Does the school offer facilities and activities that will allow your child to pursue his or her talents and interests?


Available subjects:
Ask what subjects are available. If your son wants to do home economics, for example, make sure it's on the timetable.

Subject choice:
Flexibility around subjects is a characteristic of an academically effective school. The more effective schools tend to allow students to sample subjects before asking them to choose what they want to study.

Subject level:
When do students decide about higher or ordinary level? The longer students delay the decision, the more of them will end up doing higher level.

Think ahead on this. If your child is keen on music and art, try to ensure there isn't going to be a timetable clash later on.

This is about implementation. The code of discipline is one thing, but effective schools will be consistent, transparent and fair in their application of rules. Procedures will be clear.
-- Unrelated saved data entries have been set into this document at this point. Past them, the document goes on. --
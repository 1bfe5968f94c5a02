//! Configuration for a replication run and docker credential setup

use crate::concurrency::DEFAULT_CONCURRENCY;
use crate::error::{ReplikaError, Result};
use crate::logging::Logger;
use base64::Engine;
use base64::engine::general_purpose::STANDARD;
use std::path::{Path, PathBuf};

/// Environment variable holding a base64 encoded docker `config.json`
pub const DOCKER_CONFIG_ENV: &str = "DOCKERCONFIG_BASE64";

/// Settings of one replication run
#[derive(Debug, Clone, PartialEq, Eq)]
pub struct ReplicationConfig {
    pub image_file: String,
    pub source_registry: String,
    pub destination_registries: Vec<String>,
    pub pull: bool,
    pub push: bool,
    /// Requested concurrency; the scheduler maps values below 1 to the default
    pub concurrency: i64,
    pub docker_config: Option<PathBuf>,
    pub dry_run: bool,
}

impl Default for ReplicationConfig {
    fn default() -> Self {
        Self {
            image_file: "IMAGES.txt".to_string(),
            source_registry: String::new(),
            destination_registries: Vec::new(),
            pull: false,
            push: false,
            concurrency: DEFAULT_CONCURRENCY as i64,
            docker_config: None,
            dry_run: false,
        }
    }
}

impl ReplicationConfig {
    pub fn validate(&self) -> Result<()> {
        if self.image_file.trim().is_empty() {
            return Err(ReplikaError::Config(
                "Image list file cannot be empty".to_string(),
            ));
        }
        Ok(())
    }
}

/// Docker config directory used for registry credentials.
///
/// A directory generated from [`DOCKER_CONFIG_ENV`] is removed when the value
/// is dropped; a user supplied directory is left alone.
#[derive(Debug)]
pub struct DockerConfigDir {
    path: PathBuf,
    generated: bool,
}

impl DockerConfigDir {
    /// Pick the docker config directory for this run.
    ///
    /// An explicit directory wins. Otherwise a non-blank [`DOCKER_CONFIG_ENV`]
    /// is decoded into a temporary directory. Returns `None` when neither is
    /// available, leaving docker on its default configuration.
    pub fn resolve(explicit: Option<&Path>, logger: &Logger) -> Result<Option<Self>> {
        let encoded = std::env::var(DOCKER_CONFIG_ENV).ok();
        Self::resolve_from(explicit, encoded.as_deref(), &std::env::temp_dir(), logger)
    }

    /// [`resolve`](Self::resolve) with the encoded config passed in and the
    /// generated directory placed under `parent`
    pub fn resolve_from(
        explicit: Option<&Path>,
        encoded: Option<&str>,
        parent: &Path,
        logger: &Logger,
    ) -> Result<Option<Self>> {
        if let Some(path) = explicit {
            return Ok(Some(Self {
                path: path.to_path_buf(),
                generated: false,
            }));
        }

        let Some(encoded) = encoded.filter(|value| !value.trim().is_empty()) else {
            return Ok(None);
        };

        logger.info(&format!(
            "Generating docker config.json from environment variable ${}",
            DOCKER_CONFIG_ENV
        ));
        Self::from_base64(encoded, parent).map(Some)
    }

    /// Decode `encoded` into `<parent>/replika-<uuid>/config.json`
    pub fn from_base64(encoded: &str, parent: &Path) -> Result<Self> {
        let content = STANDARD.decode(encoded.trim())?;

        let path = parent.join(format!("replika-{}", uuid::Uuid::new_v4()));
        std::fs::create_dir_all(&path)?;
        // Dropping `dir` removes the directory if a later step fails.
        let dir = Self {
            path,
            generated: true,
        };
        set_mode(&dir.path, 0o750)?;

        let config_file = dir.path.join("config.json");
        std::fs::write(&config_file, content)?;
        set_mode(&config_file, 0o640)?;

        Ok(dir)
    }

    pub fn path(&self) -> &Path {
        &self.path
    }

    pub fn is_generated(&self) -> bool {
        self.generated
    }
}

impl Drop for DockerConfigDir {
    fn drop(&mut self) {
        if self.generated {
            let _ = std::fs::remove_dir_all(&self.path);
        }
    }
}

#[cfg(unix)]
fn set_mode(path: &Path, mode: u32) -> std::io::Result<()> {
    use std::os::unix::fs::PermissionsExt;
    std::fs::set_permissions(path, std::fs::Permissions::from_mode(mode))
}

#[cfg(not(unix))]
fn set_mode(_path: &Path, _mode: u32) -> std::io::Result<()> {
    Ok(())
}

#[cfg(test)]
mod tests {
    use super::*;

    #[test]
    fn test_default_config() {
        let config = ReplicationConfig::default();
        assert_eq!(config.image_file, "IMAGES.txt");
        assert_eq!(config.concurrency, 5);
        assert!(config.validate().is_ok());
    }

    #[test]
    fn test_empty_image_file_is_rejected() {
        let config = ReplicationConfig {
            image_file: "  ".to_string(),
            ..Default::default()
        };
        assert!(matches!(config.validate(), Err(ReplikaError::Config(_))));
    }

    #[test]
    fn test_push_without_destinations_is_accepted() {
        let config = ReplicationConfig {
            pull: true,
            push: true,
            ..Default::default()
        };
        assert!(config.validate().is_ok());
    }

    #[test]
    fn test_resolve_decodes_encoded_config() {
        let parent = std::env::temp_dir();
        let encoded = STANDARD.encode(r#"{"auths":{}}"#);

        let dir = DockerConfigDir::resolve_from(None, Some(&encoded), &parent, &Logger::new_quiet())
            .unwrap()
            .unwrap();
        let path = dir.path().to_path_buf();

        assert!(dir.is_generated());
        assert!(path.starts_with(&parent));
        assert_eq!(
            std::fs::read_to_string(path.join("config.json")).unwrap(),
            r#"{"auths":{}}"#
        );
        drop(dir);
        assert!(!path.exists());
    }

    #[test]
    fn test_resolve_without_config_uses_docker_default() {
        let parent = std::env::temp_dir();
        let logger = Logger::new_quiet();

        assert!(DockerConfigDir::resolve_from(None, None, &parent, &logger)
            .unwrap()
            .is_none());
        assert!(DockerConfigDir::resolve_from(None, Some("  \n"), &parent, &logger)
            .unwrap()
            .is_none());
    }

    #[test]
    fn test_explicit_dir_wins_over_encoded_config() {
        let explicit = Path::new("/etc/replika/docker");
        let dir = DockerConfigDir::resolve_from(
            Some(explicit),
            Some("bm90IHVzZWQ="),
            &std::env::temp_dir(),
            &Logger::new_quiet(),
        )
        .unwrap()
        .unwrap();

        assert_eq!(dir.path(), explicit);
        assert!(!dir.is_generated());
    }

    #[test]
    fn test_resolve_rejects_invalid_encoded_config() {
        let err = DockerConfigDir::resolve_from(
            None,
            Some("not base64!"),
            &std::env::temp_dir(),
            &Logger::new_quiet(),
        )
        .unwrap_err();
        assert!(matches!(err, ReplikaError::Decode(_)));
    }

    #[test]
    fn test_explicit_dir_is_not_removed() {
        let parent =
            std::env::temp_dir().join(format!("replika-explicit-{}", uuid::Uuid::new_v4()));
        std::fs::create_dir_all(&parent).unwrap();

        let dir = DockerConfigDir::resolve(Some(&parent), &Logger::new_quiet())
            .unwrap()
            .unwrap();
        assert!(!dir.is_generated());
        drop(dir);

        assert!(parent.exists());
        std::fs::remove_dir_all(&parent).unwrap();
    }

    #[test]
    fn test_from_base64_writes_config_and_cleans_up() {
        let parent = std::env::temp_dir();
        let encoded =
            STANDARD.encode(r#"{"auths":{"registry.example.com":{"auth":"dXNlcjpwYXNz"}}}"#);

        let dir = DockerConfigDir::from_base64(&encoded, &parent).unwrap();
        let path = dir.path().to_path_buf();
        let content = std::fs::read_to_string(path.join("config.json")).unwrap();
        assert!(content.contains("registry.example.com"));
        assert!(dir.is_generated());

        drop(dir);
        assert!(!path.exists());
    }

    #[test]
    fn test_from_base64_rejects_invalid_input() {
        let err = DockerConfigDir::from_base64("not base64!", &std::env::temp_dir()).unwrap_err();
        assert!(matches!(err, ReplikaError::Decode(_)));
    }
}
While many parents dread a phone call from the principal, early involvement of parents in disciplinary matters is another characteristic of the effective school.

Quality teaching:
Quality teaching is important and research has shown Irish parents value teaching and assume it is of a high standard.

Teacher expectations:
Teachers in effective schools expect and encourage high standards from students.

School organisation and leadership:
This can be difficult to pin down but is vital. If a school is not well-run, you will probably hear about it from other parents. If everything is running smoothly you may not even notice.

How to find out more about what works – and what doesn’t

Open Days:
Open days are a great way to talk to teachers, students and to have a look around the school all in one go. Some schools are better than others at advertising their open days so call a school and find out when theirs is on.

Talk to other parents. The word on the ground can be surprisingly accurate. Beware of the sweeping "Oh, X is the best school," but don't disregard it. Just use it as a springboard to find out more. Trust your own judgment, however. What's best for everyone else may not be best for your child.

Schools' own websites vary considerably in quality and content but they can be useful in finding out more. Websites such as schooldays.ie and citizensinformation.ie can also be helpful.

The Find a School feature on the Department of Education's website, education.ie, is useful. It's on the upper right-hand side of the homepage. You can input a few details about the sort of school you want and it will give you a map with schools in your area. Click into any of those schools and it will give you details about the school including website, pupil numbers and all inspection reports available.

Inspection reports:
Departmental inspectors visit schools and conduct whole school evaluations, subject inspections and programme evaluations.